Recycled auto parts have been in wide use for decades without any challenge to the quality or reliability of these parts that should affect warranty work. An irony of this recent policy shift is that recycled Honda or Hyundai parts were manufactured by Honda or Hyundai in their own factories.
Parts manufactured by the same company that produced the original vehicle are referred to as Original Equipment Manufacturers (OEM) repair parts in the automotive business. Salvage industry recyclers collect OEM parts off salvaged vehicles and offer them for sale to parts to repair shops and consumers at an average 60% savings over new OEM parts and an average 30% saving over other newly manufactured aftermarket parts. Further, those recycled parts are not of the aftermarket variety; they’re simply OEM parts that are re-used after the donor vehicle goes out of service.
So if recycled parts originate from the OEM, reduce landfill volume by reusing automotive components destined for the garbage heap, and are cheaper for the customer then why are Honda and Hyundai warning against their use?

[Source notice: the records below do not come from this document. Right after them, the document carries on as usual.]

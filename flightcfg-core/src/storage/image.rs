//! Flash image codec
//!
//! The record is stored as one fixed-size image:
//!
//! ```text
//! offset 0            version      u8
//! offset 1..3         size         u16 LE, always IMAGE_SIZE
//! offset 3            magic        0xBE
//! offset 4            magic        0xEF
//! offset 5..N-1       payload      postcard-encoded ConfigRecord, zero padded
//! offset N-1          checksum     XOR closure byte
//! ```
//!
//! The image size is fixed at compile time so stale or foreign flash content
//! is rejected by the size field even when the payload happens to decode.

use flightcfg_hal::{FlashError, WORD_SIZE};
use postcard::experimental::max_size::MaxSize;

use super::checksum;
use crate::config::{ConfigRecord, Target, CONFIG_VERSION};

/// Size of the stored image in bytes
pub const IMAGE_SIZE: usize = 2048;

/// First magic byte
pub const MAGIC_BE: u8 = 0xBE;
/// Second magic byte
pub const MAGIC_EF: u8 = 0xEF;

/// Version, size and two magic bytes
pub const HEADER_SIZE: usize = 5;

/// Bytes available for the encoded record
pub const PAYLOAD_CAPACITY: usize = IMAGE_SIZE - HEADER_SIZE - 1;

const CHECKSUM_OFFSET: usize = IMAGE_SIZE - 1;

// Build-time layout contracts
const _: () = assert!(IMAGE_SIZE % WORD_SIZE == 0);
const _: () = assert!(IMAGE_SIZE <= u16::MAX as usize);
const _: () = assert!(
    ConfigRecord::POSTCARD_MAX_SIZE <= PAYLOAD_CAPACITY,
    "ConfigRecord does not fit the image payload"
);
const _: () = {
    let mut i = 0;
    while i < Target::ALL.len() {
        assert!(
            IMAGE_SIZE as u32 <= Target::ALL[i].info().flash.reserved,
            "image does not fit a target's reserved flash"
        );
        i += 1;
    }
};

/// One complete flash image
pub type ImageBuffer = [u8; IMAGE_SIZE];

/// Why a stored image was rejected
#[derive(Debug, Clone, Copy, PartialEq, Eq)]
#[cfg_attr(feature = "defmt", derive(defmt::Format))]
pub enum ImageError {
    /// The region could not be read at all
    Read(FlashError),
    /// Written by a different settings layout
    Version(u8),
    /// Size field does not match this build
    Size(u16),
    /// Magic bytes missing (blank or foreign flash)
    Magic,
    /// XOR over the image is not zero
    Checksum,
    /// Header and checksum are fine but the payload does not decode
    Decode,
}

/// Encoding failed
#[derive(Debug, Clone, Copy, PartialEq, Eq)]
#[cfg_attr(feature = "defmt", derive(defmt::Format))]
pub struct EncodeError;

impl From<postcard::Error> for EncodeError {
    fn from(_: postcard::Error) -> Self {
        EncodeError
    }
}

/// Serialize `record` into `image`, stamping header and checksum
pub fn encode(record: &ConfigRecord, image: &mut ImageBuffer) -> Result<(), EncodeError> {
    image.fill(0);

    image[0] = CONFIG_VERSION;
    image[1..3].copy_from_slice(&(IMAGE_SIZE as u16).to_le_bytes());
    image[3] = MAGIC_BE;
    image[4] = MAGIC_EF;

    postcard::to_slice(record, &mut image[HEADER_SIZE..CHECKSUM_OFFSET])?;

    checksum::stamp(image);
    Ok(())
}

/// Check header and checksum, in that order
pub fn check(image: &ImageBuffer) -> Result<(), ImageError> {
    if image[0] != CONFIG_VERSION {
        return Err(ImageError::Version(image[0]));
    }

    let size = u16::from_le_bytes([image[1], image[2]]);
    if size as usize != IMAGE_SIZE {
        return Err(ImageError::Size(size));
    }
    if image[3] != MAGIC_BE || image[4] != MAGIC_EF {
        return Err(ImageError::Magic);
    }

    if !checksum::verify(image) {
        return Err(ImageError::Checksum);
    }

    Ok(())
}

/// Check and decode a stored image
pub fn decode(image: &ImageBuffer) -> Result<ConfigRecord, ImageError> {
    check(image)?;
    let (record, _padding) =
        postcard::take_from_bytes(&image[HEADER_SIZE..CHECKSUM_OFFSET])
            .map_err(|_| ImageError::Decode)?;
    Ok(record)
}

#[cfg(test)]
mod tests {
    use super::*;

    fn encoded_defaults() -> ImageBuffer {
        let mut image = [0u8; IMAGE_SIZE];
        encode(&ConfigRecord::defaults(Target::Naze), &mut image).unwrap();
        image
    }

    #[test]
    fn test_encode_stamps_header() {
        let image = encoded_defaults();
        assert_eq!(image[0], CONFIG_VERSION);
        assert_eq!(u16::from_le_bytes([image[1], image[2]]) as usize, IMAGE_SIZE);
        assert_eq!(&image[3..5], &[MAGIC_BE, MAGIC_EF]);
        assert_eq!(check(&image), Ok(()));
    }

    #[test]
    fn test_decode_roundtrip() {
        let record = ConfigRecord::defaults(Target::AlienWiiF3);
        let mut image = [0u8; IMAGE_SIZE];
        encode(&record, &mut image).unwrap();
        assert_eq!(decode(&image), Ok(record));
    }

    #[test]
    fn test_check_order() {
        assert_eq!(check(&[0u8; IMAGE_SIZE]), Err(ImageError::Version(0)));
        assert_eq!(check(&[0xFF; IMAGE_SIZE]), Err(ImageError::Version(0xFF)));

        let mut image = encoded_defaults();
        image[1] = 0x00;
        image[2] = 0x04;
        assert_eq!(check(&image), Err(ImageError::Size(0x0400)));

        let mut image = encoded_defaults();
        image[4] = 0x00;
        assert_eq!(check(&image), Err(ImageError::Magic));

        let mut image = encoded_defaults();
        image[100] ^= 0x01;
        assert_eq!(check(&image), Err(ImageError::Checksum));
    }

    #[test]
    fn test_undecodable_payload_rejected() {
        let mut image = encoded_defaults();
        // An all-0xFF varint overflows; reclose the checksum afterwards
        image[HEADER_SIZE..CHECKSUM_OFFSET].fill(0xFF);
        checksum::stamp(&mut image);
        assert_eq!(check(&image), Ok(()));
        assert_eq!(decode(&image), Err(ImageError::Decode));
    }

    #[test]
    fn test_record_fits_with_headroom() {
        assert!(ConfigRecord::POSTCARD_MAX_SIZE <= PAYLOAD_CAPACITY);
    }
}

The most likely reason is of course that automotive sales are down with the continued sluggish economy. Auto makers are looking to grow their OEM repair parts business with a strong arm move against their customers. This leaves many consumers without a choice to use recycled parts if they are facing a voided warranty.
For it’s part, the ARA filed an official letter of complaint with the Federal Trade Commission saying that the actions of the auto makers fly in the face of the Magnuson-Moss Act of 1975, which was enacted to make warranties more straightforward.
Most consumers are not driving vehicles still under factory warranty and will not be affected by this move.
Still, it presents an interesting data point that large and profitable auto makers are putting financial pressure on their customers at a time when many consumers are wary of big business in the wake of 2008 and 2009’s bail outs.…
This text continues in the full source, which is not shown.